AmantidAnônima - haha q bom q gostou! Menina, sim, Lúcio não deveria ter saído da cama, mas, se a gente pensar bem, ele fez tudo o q quis, né? fez a oferenda, deu em cima de mulher, conversou com estranho... hahaha, sei não, acho q nao era mesmo o dia dele
Nádia - e não é? a lei do eterno retorno tá aí.
Anônimo - gostei da ideia. 'carma peruano.' vou criar algo com isso. vai ser divertido.
Érica - fazer rir, intrigar, divertir ou meter medo é o sonho de todo escritor.
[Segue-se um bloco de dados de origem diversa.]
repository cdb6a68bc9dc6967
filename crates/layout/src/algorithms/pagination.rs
use crate::cursor::PageCursor;
use std::ops::Range;

// Use a small epsilon to handle floating point inaccuracies
const EPSILON: f32 = 0.01;

pub struct BreakAnalysis {
    pub should_break: bool,
}

/// Checks whether a block of `height` fits below the cursor. A block that is
/// already at the top of a page never asks for a break, since a fresh page
/// would not give it more room.
pub fn check_fit(cursor: &PageCursor, height: f32) -> BreakAnalysis {
    BreakAnalysis {
        should_break: height > cursor.remaining() + EPSILON && !cursor.at_top(),
    }
}

/// Where a table goes: whether to break the page before it, and the row
/// ranges drawn on consecutive pages (each chunk repeats the header).
#[derive(Debug, Clone, PartialEq)]
pub struct TablePlan {
    pub break_before: bool,
    pub chunks: Vec<Range<usize>>,
}

impl TablePlan {
    pub fn is_split(&self) -> bool {
        self.chunks.len() > 1
    }
}

/// Plans the placement of a table with the given header and row heights.
///
/// A table that fits on a page is never split: it is drawn below the cursor
/// when it fits there, or moved whole to the next page otherwise. Only a
/// table taller than an entire page is split, between rows, with every
/// chunk filling as much of its page as it can.
pub fn plan_table(cursor: &PageCursor, header_height: f32, row_heights: &[f32]) -> TablePlan {
    let total = header_height + row_heights.iter().sum::<f32>();
    let capacity = cursor.page_capacity();
    let whole = vec![0..row_heights.len()];

    if !check_fit(cursor, total).should_break {
        if total > capacity + EPSILON {
            return split_rows(header_height, row_heights, cursor.remaining(), capacity, false);
        }
        return TablePlan { break_before: false, chunks: whole };
    }
    if total <= capacity + EPSILON {
        return TablePlan { break_before: true, chunks: whole };
    }

    // Taller than a page. Start here if the header and first row fit,
    // otherwise start on a fresh page.
    let first_block = header_height + row_heights.first().copied().unwrap_or(0.0);
    if first_block > cursor.remaining() + EPSILON {
        split_rows(header_height, row_heights, capacity, capacity, true)
    } else {
        split_rows(header_height, row_heights, cursor.remaining(), capacity, false)
    }
}

fn split_rows(
    header_height: f32,
    row_heights: &[f32],
    first_available: f32,
    capacity: f32,
    break_before: bool,
) -> TablePlan {
    let mut chunks = Vec::new();
    let mut available = first_available;
    let mut start = 0;
    let mut used = header_height;

    for (i, &height) in row_heights.iter().enumerate() {
        if i > start && used + height > available + EPSILON {
            chunks.push(start..i);
            start = i;
            used = header_height;
            available = capacity;
        }
        used += height;
    }
    chunks.push(start..row_heights.len());

    if chunks.len() > 1 {
        log::debug!("Table of {} rows split into {} chunks", row_heights.len(), chunks.len());
    }
    TablePlan { break_before, chunks }
}
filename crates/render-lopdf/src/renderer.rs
use crate::helpers::{font_resource_name, PageContext};
use crate::writer::PdfWriter;
use lopdf::{dictionary, Dictionary, Object, StringFormat};
use medreport_render_core::utils::{check_color, check_finite, check_rect, text_width, to_win_ansi};
use medreport_render_core::{Canvas, FontFace, RectStyle, RenderError, Stroke, TextStyle};
use medreport_types::{Color, Point, Rect, Size};

/// Metadata written to the document information dictionary.
#[derive(Debug, Clone)]
pub struct DocumentInfo {
    pub title: String,
    pub subject: Option<String>,
    pub producer: String,
    /// PDF date string, e.g. `D:20240131120000`.
    pub creation_date: Option<String>,
}

impl Default for DocumentInfo {
    fn default() -> Self {
        Self {
            title: "Generated Document".to_string(),
            subject: None,
            producer: concat!("medreport ", env!("CARGO_PKG_VERSION")).to_string(),
            creation_date: None,
        }
    }
}

/// A `Canvas` that renders to PDF using the standard Helvetica faces.
///
/// Pages are kept in memory as content streams until `finish`, so earlier
/// pages can still be drawn on after later ones exist.
pub struct LopdfCanvas {
    size: Size,
    pages: Vec<PageContext>,
    current: usize,
    /// Opacity values in use; entry `i` is published as ExtGState `GS{i+1}`.
    alpha_states: Vec<f32>,
    info: DocumentInfo,
}

impl LopdfCanvas {
    pub fn new(size: Size, info: DocumentInfo) -> Self {
        Self {
            size,
            pages: vec![PageContext::new(size.height)],
            current: 0,
            alpha_states: Vec::new(),
            info,
        }
    }

    /// Returns the ExtGState name for the lowest opacity among `colors`, or
    /// `None` when everything is opaque.
    fn gstate_for(&mut self, colors: &[&Color]) -> Option<String> {
        let alpha = colors.iter().map(|c| c.a).fold(1.0f32, f32::min);
        if alpha >= 1.0 {
            return None;
        }
        let index = match self.alpha_states.iter().position(|a| *a == alpha) {
            Some(index) => index,
            None => {
                self.alpha_states.push(alpha);
                self.alpha_states.len() - 1
            }
        };
        Some(format!("GS{}", index + 1))
    }

    fn resources(&self) -> Dictionary {
        let mut fonts = Dictionary::new();
        for face in FontFace::ALL {
            fonts.set(
                font_resource_name(face),
                dictionary! {
                    "Type" => "Font",
                    "Subtype" => "Type1",
                    "BaseFont" => face.base_font(),
                    "Encoding" => "WinAnsiEncoding",
                },
            );
        }

        let mut resources = dictionary! { "Font" => fonts };
        if !self.alpha_states.is_empty() {
            let mut states = Dictionary::new();
            for (i, alpha) in self.alpha_states.iter().enumerate() {
                states.set(
                    format!("GS{}", i + 1),
                    dictionary! { "Type" => "ExtGState", "ca" => *alpha, "CA" => *alpha },
                );
            }
            resources.set("ExtGState", states);
        }
        resources
    }

    fn info_dictionary(&self) -> Dictionary {
        let text = |s: &str| Object::String(to_win_ansi(s).0, StringFormat::Literal);
        let mut info = dictionary! {
            "Title" => text(&self.info.title),
            "Producer" => text(&self.info.producer),
        };
        if let Some(subject) = &self.info.subject {
            info.set("Subject", text(subject));
        }
        if let Some(date) = &self.info.creation_date {
            info.set("CreationDate", text(date));
        }
        info
    }

    /// Writes every page and returns the serialized PDF.
    pub fn finish(self, compress: bool) -> Result<Vec<u8>, RenderError> {
        let mut writer = PdfWriter::new("1.7", self.resources());
        writer.set_info(self.info_dictionary());

        let size = self.size;
        for page in self.pages {
            let content_id = writer.write_content_stream(page.finish())?;
            writer.write_page(content_id, size);
        }
        log::debug!("Assembled PDF with {} pages", writer.page_count());
        writer.finish(compress)
    }

    fn page(&mut self) -> &mut PageContext {
        &mut self.pages[self.current]
    }
}

impl Canvas for LopdfCanvas {
    fn page_size(&self) -> Size {
        self.size
    }

    fn page_count(&self) -> usize {
        self.pages.len()
    }

    fn current_page(&self) -> usize {
        self.current
    }

    fn new_page(&mut self) -> Result<usize, RenderError> {
        self.pages.push(PageContext::new(self.size.height));
        self.current = self.pages.len() - 1;
        Ok(self.current)
    }

    fn set_page(&mut self, index: usize) -> Result<(), RenderError> {
        if index >= self.pages.len() {
            return Err(RenderError::PageOutOfRange {
                index,
                count: self.pages.len(),
            });
        }
        self.current = index;
        Ok(())
    }

    fn draw_rect(&mut self, rect: Rect, style: &RectStyle) -> Result<(), RenderError> {
        check_rect(&rect)?;
        let mut colors = Vec::with_capacity(2);
        if let Some(fill) = &style.fill {
            check_color(fill)?;
            colors.push(fill);
        }
        if let Some(stroke) = &style.stroke {
            check_color(&stroke.color)?;
            check_finite("stroke", &[stroke.width])?;
            colors.push(&stroke.color);
        }
        let gstate = self.gstate_for(&colors);
        self.page().draw_rect(rect, style, gstate.as_deref());
        Ok(())
    }

    fn draw_line(&mut self, from: Point, to: Point, stroke: &Stroke) -> Result<(), RenderError> {
        check_finite("line", &[from.x, from.y, to.x, to.y, stroke.width])?;
        check_color(&stroke.color)?;
        let gstate = self.gstate_for(&[&stroke.color]);
        self.page().draw_line(from, to, stroke, gstate.as_deref());
        Ok(())
    }

    fn draw_text(&mut self, text: &str, at: Point, style: &TextStyle) -> Result<(), RenderError> {
        check_finite("text anchor", &[at.x, at.y, style.size, style.rotation])?;
        check_color(&style.color)?;
        if text.is_empty() {
            return Ok(());
        }

        let (encoded, replaced) = to_win_ansi(text);
        if replaced {
            log::warn!("Text contains characters outside WinAnsiEncoding, substituted with '?': {}", text);
        }
        let width = text_width(text, style.face, style.size);
        let gstate = self.gstate_for(&[&style.color]);
        self.page().draw_text(encoded, width, at, style, gstate.as_deref());
        Ok(())
    }
}

#[cfg(test)]
mod tests {
    use super::*;
    use lopdf::Document;
    use medreport_render_core::{Column, Table, TableStyle};

    fn canvas() -> LopdfCanvas {
        LopdfCanvas::new(Size::new(300.0, 400.0), DocumentInfo::default())
    }

    #[test]
    fn produces_one_pdf_page_per_canvas_page() {
        let mut canvas = canvas();
        canvas.draw_text("first", Point::new(10.0, 20.0), &TextStyle::new(12.0)).unwrap();
        canvas.new_page().unwrap();
        canvas.draw_text("second", Point::new(10.0, 20.0), &TextStyle::new(12.0)).unwrap();
        let bytes = canvas.finish(true).unwrap();

        let doc = Document::load_mem(&bytes).unwrap();
        assert_eq!(doc.get_pages().len(), 2);
        assert!(doc.extract_text(&[1]).unwrap().contains("first"));
        assert!(doc.extract_text(&[2]).unwrap().contains("second"));
    }

    #[test]
    fn drawing_on_an_earlier_page_lands_there() {
        let mut canvas = canvas();
        canvas.new_page().unwrap();
        canvas.set_page(0).unwrap();
        canvas.draw_text("late footer", Point::new(10.0, 390.0), &TextStyle::new(8.0)).unwrap();
        let bytes = canvas.finish(false).unwrap();

        let doc = Document::load_mem(&bytes).unwrap();
        assert!(doc.extract_text(&[1]).unwrap().contains("late footer"));
        assert!(!doc.extract_text(&[2]).unwrap().contains("late footer"));
    }

    #[test]
    fn registers_one_gstate_per_opacity() {
        let mut canvas = canvas();
        let faded = TextStyle::new(30.0).color(Color::gray(200).with_alpha(0.5));
        canvas.draw_text("A", Point::new(0.0, 50.0), &faded).unwrap();
        canvas.draw_text("B", Point::new(0.0, 90.0), &faded).unwrap();
        assert_eq!(canvas.alpha_states, vec![0.5]);
        assert!(canvas.resources().get(b"ExtGState").is_ok());
    }

    #[test]
    fn invalid_color_is_rejected() {
        let mut canvas = canvas();
        let style = RectStyle::filled(Color::BLACK.with_alpha(-0.1));
        assert!(matches!(
            canvas.draw_rect(Rect::new(0.0, 0.0, 1.0, 1.0), &style),
            Err(RenderError::InvalidColor(_))
        ));
    }

    #[test]
    fn default_table_painting_emits_cell_text() {
        let mut table = Table::new(vec![Column::new("#", 1.0), Column::new("Description", 5.0)], TableStyle::default());
        table.push_row(vec!["1".into(), "fever".into()]);
        let measured = table.measure(200.0).unwrap();

        let mut canvas = canvas();
        canvas.draw_table(&measured, 0..1, Point::new(20.0, 20.0)).unwrap();
        let bytes = canvas.finish(false).unwrap();
        let text = Document::load_mem(&bytes).unwrap().extract_text(&[1]).unwrap();
        assert!(text.contains("Description"));
        assert!(text.contains("fever"));
    }
}
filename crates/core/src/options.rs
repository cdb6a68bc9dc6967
use crate::theme::Palette;
use serde::{Deserialize, Serialize};

/// Report text and appearance that is not geometry.
#[derive(Debug, Clone, PartialEq, Serialize, Deserialize)]
#[serde(default)]
pub struct ReportOptions {
    pub title: String,
    pub disclaimer: String,
    pub watermark_text: String,
    /// Opacity of the watermark in `0..=1`.
    pub watermark_opacity: f32,
    /// Fixed "Generated on" timestamp; the local time of generation when unset.
    pub generated_at: Option<String>,
    pub palette: Palette,
}

impl Default for ReportOptions {
    fn default() -> Self {
        Self {
            title: "AI Medical Report".to_string(),
            disclaimer: "AI-generated analysis - please consult a doctor before making decisions."
                .to_string(),
            watermark_text: "CONFIDENTIAL".to_string(),
            watermark_opacity: 0.3,
            generated_at: None,
            palette: Palette::default(),
        }
    }
}

impl ReportOptions {
    pub fn generated_at(mut self, timestamp: impl Into<String>) -> Self {
        self.generated_at = Some(timestamp.into());
        self
    }

    pub(crate) fn timestamp(&self) -> String {
        match &self.generated_at {
            Some(ts) => ts.clone(),
            None => chrono::Local::now()
                .format("%m/%d/%Y, %I:%M:%S %p")
                .to_string(),
        }
    }
}
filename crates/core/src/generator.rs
//! Lays an [`AnalysisRecord`] out onto a [`Canvas`].
//!
//! The body is written top to bottom with a single [`PageCursor`]. Every
//! section is placed together with its lead-in (heading or label band), so a
//! heading is never left alone at the bottom of a page. Footers and the
//! watermark are added in a second pass once the page count is known.

use crate::error::ReportError;
use crate::options::ReportOptions;
use crate::record::{AnalysisRecord, EntityCategory};
use crate::theme::{ConfidenceLevel, Palette};
use itertools::Itertools;
use medreport_layout::{plan_table, LayoutConfig, PageCursor, TablePlan};
use medreport_render_core::{
    Canvas, Column, RectStyle, Stroke, Table, TableStyle, TextAlign, TextStyle,
};
use medreport_types::{Color, Point, Rect};
use serde::Serialize;

const CARD_RADIUS: f32 = 8.0;
const BAR_HEIGHT: f32 = 22.0;
const BAND_RADIUS: f32 = 5.0;
/// Space between a label band and its table.
const BAND_GAP: f32 = 6.0;
const CARD_TEXT_INSET: f32 = 8.0;
const SCORE_OFFSET: f32 = 170.0;
const DATE_OFFSET: f32 = 312.0;
const DATE_VALUE_OFFSET: f32 = 354.0;

/// What a generation run produced.
#[derive(Debug, Clone, PartialEq, Serialize)]
pub struct GenerationSummary {
    pub page_count: usize,
    pub confidence_level: ConfidenceLevel,
    pub sections: Vec<SectionSummary>,
}

#[derive(Debug, Clone, PartialEq, Serialize)]
pub struct SectionSummary {
    pub title: String,
    /// Zero-based page the section starts on.
    pub page: usize,
    pub rows: usize,
}

/// Writes the full report for `record` onto `canvas`.
///
/// The canvas is expected to be fresh (one empty page). The record is only
/// read.
pub fn generate_into<C: Canvas>(
    record: &AnalysisRecord,
    config: &LayoutConfig,
    options: &ReportOptions,
    canvas: &mut C,
) -> Result<GenerationSummary, ReportError> {
    config.validate()?;

    let content = config.content_box();
    let mut writer = ReportWriter {
        canvas,
        config,
        options,
        palette: &options.palette,
        x: content.x,
        width: content.width,
        cursor: PageCursor::new(config.margins.top, config.content_bottom())
            .starting_at(config.body_top()),
        sections: Vec::new(),
    };

    writer.header(record)?;
    let confidence_level = writer.summary(record)?;
    writer.entities(record)?;
    writer.recommendations(record)?;
    writer.recommendation_details(record)?;
    writer.warnings(record)?;
    writer.doctor_notes(record)?;
    let page_count = writer.decorate_pages()?;

    log::info!(
        "Report for '{}' laid out on {} page(s)",
        record.patient_label,
        page_count
    );
    Ok(GenerationSummary {
        page_count,
        confidence_level,
        sections: writer.sections,
    })
}

struct ReportWriter<'a, C: Canvas> {
    canvas: &'a mut C,
    config: &'a LayoutConfig,
    options: &'a ReportOptions,
    palette: &'a Palette,
    x: f32,
    width: f32,
    cursor: PageCursor,
    sections: Vec<SectionSummary>,
}

/// The block drawn directly above a table.
enum Lead<'t> {
    Heading { text: &'t str, color: Color },
    Band { text: String, color: Color },
    /// Section heading followed by a label band, for the first entity group.
    HeadingAndBand {
        heading: &'t str,
        heading_color: Color,
        text: String,
        color: Color,
    },
}
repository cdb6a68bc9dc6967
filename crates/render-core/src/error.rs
use thiserror::Error;

#[derive(Error, Debug)]
pub enum RenderError {
    #[error("I/O error: {0}")]
    Io(#[from] std::io::Error),
    #[error("PDF generation error: {0}")]
    Pdf(String),
    #[error("Invalid color: alpha {0} is outside 0.0..=1.0")]
    InvalidColor(f32),
    #[error("Invalid geometry: {0}")]
    InvalidGeometry(String),
    #[error("Page index {index} is out of range (document has {count} pages)")]
    PageOutOfRange { index: usize, count: usize },
}

impl From<lopdf::Error> for RenderError {
    fn from(err: lopdf::Error) -> Self {
        RenderError::Pdf(err.to_string())
    }
}
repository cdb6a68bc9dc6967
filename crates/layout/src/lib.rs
use thiserror::Error;

#[derive(Error, Debug)]
pub enum LayoutError {
    #[error("Invalid layout configuration: {0}")]
    InvalidConfig(String),
}

pub mod algorithms;
pub mod config;
pub mod cursor;

pub use self::algorithms::pagination::{check_fit, plan_table, BreakAnalysis, TablePlan};
pub use self::config::{FontSizes, LayoutConfig};
pub use self::cursor::PageCursor;

// Re-export geometry types so dependents do not need the types crate directly
pub use medreport_types::{Margins, PageSize, Point, Rect, Size};
use clap::Parser;
use medreport::{generate_to_file, summarize, AnalysisRecord, MedReportError, ReportConfig};
use std::fs;
use std::path::PathBuf;
use std::process::ExitCode;

/// Generates a PDF report from an AI medical analysis JSON document.
#[derive(Parser, Debug)]
#[command(name = "medreport", version, about)]
struct Cli {
    /// Report JSON as served by the analysis backend.
    input: PathBuf,

    /// Directory the PDF is written to.
    #[arg(short, long, default_value = ".")]
    output: PathBuf,

    /// TOML configuration file. Defaults to ./medreport.toml when present.
    #[arg(short, long, env = "MEDREPORT_CONFIG")]
    config: Option<PathBuf>,

    /// Print the page and section layout instead of writing a PDF.
    #[arg(long)]
    summary: bool,
}

fn run(cli: Cli) -> Result<(), MedReportError> {
    let config = ReportConfig::load(cli.config.as_deref())?;

    log::info!("Loading report from {}", cli.input.display());
    let json = fs::read_to_string(&cli.input)?;
    let record = AnalysisRecord::from_json(&json)?;

    if cli.summary {
        let summary = summarize(&record, &config)?;
        println!("{}", serde_json::to_string_pretty(&summary)?);
        return Ok(());
    }

    fs::create_dir_all(&cli.output)?;
    let path = generate_to_file(&record, &cli.output, &config)?;
    println!("{}", path.display());
    Ok(())
}

fn main() -> ExitCode {
    env_logger::Builder::from_env(env_logger::Env::default().default_filter_or("warn")).init();

    match run(Cli::parse()) {
        Ok(()) => ExitCode::SUCCESS,
        Err(e) => {
            eprintln!("Error: {}", e);
            ExitCode::FAILURE
        }
    }
}
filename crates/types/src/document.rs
use crate::geometry::{Rect, Size};
use serde::{Deserialize, Serialize};

/// Physical page dimensions in PDF points (1/72 inch).
#[derive(Debug, Clone, Copy, PartialEq, Serialize, Deserialize)]
pub struct PageSize {
    pub width: f32,
    pub height: f32,
}

impl PageSize {
    pub const A4: PageSize = PageSize { width: 595.28, height: 841.89 };
    pub const LETTER: PageSize = PageSize { width: 612.0, height: 792.0 };

    pub fn new(width: f32, height: f32) -> Self {
        Self { width, height }
    }

    pub fn size(self) -> Size {
        Size::new(self.width, self.height)
    }
}

impl Default for PageSize {
    fn default() -> Self {
        Self::A4
    }
}

/// Page margins in points.
#[derive(Debug, Clone, Copy, PartialEq, Serialize, Deserialize)]
pub struct Margins {
    pub top: f32,
    pub right: f32,
    pub bottom: f32,
    pub left: f32,
}

impl Margins {
    pub fn all(value: f32) -> Self {
        Self { top: value, right: value, bottom: value, left: value }
    }

    /// The area left inside the margins of a page of the given size.
    pub fn content_box(&self, page: PageSize) -> Rect {
        Rect {
            x: self.left,
            y: self.top,
            width: (page.width - self.left - self.right).max(0.0),
            height: (page.height - self.top - self.bottom).max(0.0),
        }
    }
}

impl Default for Margins {
    fn default() -> Self {
        // 15mm
        Self::all(42.5)
    }
}
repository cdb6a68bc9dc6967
//! Content-stream builders for a single page. Keeps track of the graphics
//! state already emitted so repeated colors and fonts are not re-set.

use lopdf::content::{Content, Operation};
use lopdf::{Object, StringFormat};
use medreport_render_core::utils::flip_y;
use medreport_render_core::{FontFace, RectStyle, Stroke, TextAlign, TextStyle};
use medreport_types::{Color, Point, Rect};

/// Control-point distance for approximating a quarter circle with a cubic Bézier.
const KAPPA: f32 = 0.552_284_8;

pub(crate) fn font_resource_name(face: FontFace) -> &'static str {
    match face {
        FontFace::Regular => "F1",
        FontFace::Bold => "F2",
        FontFace::Italic => "F3",
    }
}

#[derive(Default, Clone, PartialEq)]
struct PageRenderState {
    font: Option<(FontFace, f32)>,
    fill_color: Option<[f32; 3]>,
    stroke_color: Option<[f32; 3]>,
    line_width: Option<f32>,
}

pub(crate) struct PageContext {
    page_height: f32,
    content: Content,
    state: PageRenderState,
}

impl PageContext {
    pub(crate) fn new(page_height: f32) -> Self {
        Self {
            page_height,
            content: Content { operations: vec![] },
            state: Default::default(),
        }
    }

    pub(crate) fn finish(self) -> Content {
        self.content
    }

    fn push(&mut self, operator: &str, operands: Vec<Object>) {
        self.content.operations.push(Operation::new(operator, operands));
    }

    /// Opens a saved graphics state using the named ExtGState for opacity.
    fn begin_transparent(&mut self, gstate: Option<&str>) {
        if let Some(name) = gstate {
            self.push("q", vec![]);
            self.push("gs", vec![Object::Name(name.as_bytes().to_vec())]);
        }
    }

    /// Restoring the graphics state discards whatever was set inside it, so
    /// the cached state is forgotten too.
    fn end_transparent(&mut self, gstate: Option<&str>) {
        if gstate.is_some() {
            self.push("Q", vec![]);
            self.state = PageRenderState::default();
        }
    }

    fn set_fill_color(&mut self, color: &Color) {
        let rgb = color.components();
        if self.state.fill_color != Some(rgb) {
            self.push("rg", vec![rgb[0].into(), rgb[1].into(), rgb[2].into()]);
            self.state.fill_color = Some(rgb);
        }
    }

    fn set_stroke(&mut self, stroke: &Stroke) {
        let rgb = stroke.color.components();
        if self.state.stroke_color != Some(rgb) {
            self.push("RG", vec![rgb[0].into(), rgb[1].into(), rgb[2].into()]);
            self.state.stroke_color = Some(rgb);
        }
        if self.state.line_width != Some(stroke.width) {
            self.push("w", vec![stroke.width.into()]);
            self.state.line_width = Some(stroke.width);
        }
    }

    fn set_font(&mut self, face: FontFace, size: f32) {
        if self.state.font != Some((face, size)) {
            let name = font_resource_name(face);
            self.push("Tf", vec![Object::Name(name.as_bytes().to_vec()), size.into()]);
            self.state.font = Some((face, size));
        }
    }

    pub(crate) fn draw_rect(&mut self, rect: Rect, style: &RectStyle, gstate: Option<&str>) {
        let paint = match (&style.fill, &style.stroke) {
            (Some(_), Some(_)) => "B",
            (Some(_), None) => "f",
            (None, Some(_)) => "S",
            (None, None) => return,
        };

        self.begin_transparent(gstate);
        if let Some(fill) = &style.fill {
            self.set_fill_color(fill);
        }
        if let Some(stroke) = &style.stroke {
            self.set_stroke(stroke);
        }

        let x = rect.x;
        let y = flip_y(rect.y + rect.height, self.page_height);
        let radius = style.corner_radius.clamp(0.0, rect.width.min(rect.height) / 2.0);
        if radius > 0.0 {
            self.rounded_rect_path(x, y, rect.width, rect.height, radius);
        } else {
            self.push("re", vec![x.into(), y.into(), rect.width.into(), rect.height.into()]);
        }
        self.push(paint, vec![]);
        self.end_transparent(gstate);
    }

    fn rounded_rect_path(&mut self, x0: f32, y0: f32, width: f32, height: f32, r: f32) {
        let (x1, y1) = (x0 + width, y0 + height);
        let k = KAPPA * r;
        let curve = |ctx: &mut Self, pts: [f32; 6]| {
            ctx.push("c", pts.iter().map(|&v| v.into()).collect());
        };

        self.push("m", vec![(x0 + r).into(), y0.into()]);
        self.push("l", vec![(x1 - r).into(), y0.into()]);
        curve(self, [x1 - r + k, y0, x1, y0 + r - k, x1, y0 + r]);
        self.push("l", vec![x1.into(), (y1 - r).into()]);
        curve(self, [x1, y1 - r + k, x1 - r + k, y1, x1 - r, y1]);
        self.push("l", vec![(x0 + r).into(), y1.into()]);
        curve(self, [x0 + r - k, y1, x0, y1 - r + k, x0, y1 - r]);
        self.push("l", vec![x0.into(), (y0 + r).into()]);
        curve(self, [x0, y0 + r - k, x0 + r - k, y0, x0 + r, y0]);
        self.push("h", vec![]);
    }

    pub(crate) fn draw_line(&mut self, from: Point, to: Point, stroke: &Stroke, gstate: Option<&str>) {
        self.begin_transparent(gstate);
        self.set_stroke(stroke);
        self.push("m", vec![from.x.into(), flip_y(from.y, self.page_height).into()]);
        self.push("l", vec![to.x.into(), flip_y(to.y, self.page_height).into()]);
        self.push("S", vec![]);
        self.end_transparent(gstate);
    }

    /// Emits an already-encoded text run. `width` is the measured advance of
    /// the run, used to resolve alignment along the (possibly rotated) baseline.
    pub(crate) fn draw_text(
        &mut self,
        encoded: Vec<u8>,
        width: f32,
        at: Point,
        style: &TextStyle,
        gstate: Option<&str>,
    ) {
        let offset = match style.align {
            TextAlign::Left => 0.0,
            TextAlign::Center => width / 2.0,
            TextAlign::Right => width,
        };
        let (sin, cos) = style.rotation.to_radians().sin_cos();
        let x = at.x - offset * cos;
        let y = flip_y(at.y, self.page_height) - offset * sin;

        self.begin_transparent(gstate);
        self.push("BT", vec![]);
        self.set_font(style.face, style.size);
        self.set_fill_color(&style.color);
        if style.rotation == 0.0 {
            self.push("Td", vec![x.into(), y.into()]);
        } else {
            self.push(
                "Tm",
                vec![cos.into(), sin.into(), (-sin).into(), cos.into(), x.into(), y.into()],
            );
        }
        self.push("Tj", vec![Object::String(encoded, StringFormat::Literal)]);
        self.push("ET", vec![]);
        self.end_transparent(gstate);
    }
}
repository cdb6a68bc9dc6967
pub mod pagination;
Valeu! Ah-ha, to dizendo q vc já foi convertida às minhas catarses mortais...
Dom Albir - sinta pena do Lúcio não, ele fez por merecer. Onde já se viu oferecer restos, comprar espumante ruim e ainda por cima vagar por aí em plena pandemia? Ele até que se deu bem! E não se preocupe, tenho certeza q vc nao cometeria os erros dele. Bem, pelo menos nao os dele... (risadas de filme de terror ao fundo)
A todos, muito obrigada pela leitura e comentários. De verdade. E feliz ano novo, sem muquiranices e sem estranhos amigos peruanos.
Só você pra me fazer rir na maior qualidade do riso. Sério, adoro como você pontua ironias e de como os seus personagens pagam a conta. Iemanjá agradece.
Paulo, faça isso, o coitado tá precisado de amigos que não o tatuador peruano kkkk, obrigada pelo comentário!